An anonymous reader shares a research report: Savor that sticky, slightly nutty sweetness drenching your Sunday morning pancakes now. The trees that make maple syrup will struggle to survive climate change, a new study reveals. Researchers had thought that pollution from cars, factories, and agriculture might buffer sugar maples against an increasingly warm and dry climate by supplying soils with fertilizing nitrogen. But the new analysis, which examined 20 years of tree and soil data in four Michigan locations, finds that extra boost of nitrogen won't be enough. Instead, the researchers report today in Ecology, a lack of water will stunt the trees' growth.

2 of 363 comments (clear)

  1. No maple in "pancake syrup" by Aaden42 · · Score: 4, Informative

    Let's be clear on terminology. "Pancake syrup" contains little or no maple. Maybe distilled smoke extract from a tiny amount of maple wood, but probably not even that. It's high fructose corn syrup & caramel color.

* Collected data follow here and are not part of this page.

use std::fmt::Display;

/// Error for startup paths: loading config files and launching the sidecar.
#[derive(thiserror::Error, Debug)]
pub enum Error {
    #[error("{0}")]
    Message(String),

    #[error(transparent)]
    Io(#[from] std::io::Error),
}

impl Error {
    #[must_use]
    pub fn message(message: impl Into<String>) -> Self {
        Self::Message(message.into())
    }
}

pub type Result<T> = std::result::Result<T, Error>;

/// Attach a human-readable prefix to a failure, turning it into an [`Error`].
///
/// On `Result` the source error is rendered after the prefix
/// (`"failed to read wabridge.toml: No such file"`). On `Option` a `None`
/// becomes an error carrying just the message.
pub trait Context<T> {
    fn context(self, context: impl Into<String>) -> Result<T>;

    fn with_context<C, F>(self, f: F) -> Result<T>
    where
        C: Into<String>,
        F: FnOnce() -> C;
}

impl<T, E: Display> Context<T> for std::result::Result<T, E> {
    fn context(self, context: impl Into<String>) -> Result<T> {
        self.with_context(|| context)
    }

    fn with_context<C, F>(self, f: F) -> Result<T>
    where
        C: Into<String>,
        F: FnOnce() -> C,
    {
        self.map_err(|source| Error::Message(format!("{}: {source}", f().into())))
    }
}

impl<T> Context<T> for Option<T> {
    fn context(self, context: impl Into<String>) -> Result<T> {
        self.ok_or_else(|| Error::Message(context.into()))
    }

    fn with_context<C, F>(self, f: F) -> Result<T>
    where
        C: Into<String>,
        F: FnOnce() -> C,
    {
        self.ok_or_else(|| Error::Message(f().into()))
    }
}
//! Session-scoped ledger of messages the bot has sent, and the bulk deletion
//! engine that retracts them.
//!
//! The ledger lives for the lifetime of the process. A [`SentLedger`] is a
//! cheap cloneable handle; construct one at startup and hand clones to
//! everything that sends or deletes.

pub mod ledger;
pub mod pacing;
pub mod sweep;

pub use {
    ledger::{SentLedger, SentMessageRecord},
    pacing::{FixedDelay, NoDelay, Pacer},
    sweep::{BulkDeleter, ChatSweepReport, MessageOutcome, SweepError, SweepSummary},
};
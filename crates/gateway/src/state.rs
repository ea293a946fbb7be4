use std::sync::Arc;

use wabridge_config::{Environment, WebhookConfig};

use crate::dispatch::Dispatcher;

/// State shared by every request handler.
pub struct GatewayState {
    pub version: &'static str,
    pub environment: Environment,
    /// Webhook inbound messages are forwarded to, if any.
    pub webhook_url: Option<String>,
    pub dispatcher: Dispatcher,
}

impl GatewayState {
    pub fn new(webhook: &WebhookConfig, dispatcher: Dispatcher) -> Arc<Self> {
        Arc::new(Self {
            version: env!("CARGO_PKG_VERSION"),
            environment: webhook.environment(),
            webhook_url: webhook.active_url().map(str::to_string),
            dispatcher,
        })
    }
}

    Only 100% pure maple syrup is made from actual tree sap. As a New Yorker living on the Vermont border, I can assure you there's a difference between the good stuff and that crap they put in the clear plastic bottles.

  2. Re: Well, no more Maple Syrup by ShanghaiBill · · Score: 4, Informative

    The main problem with syrup in Canada is surpluses. . They have production quotas to prevent overproduction and support higher wholesale prices.

    The world is not going to run out of pancake syrup, and stupid alarmist articles like this are counter-productive at getting people to take climate change seriously.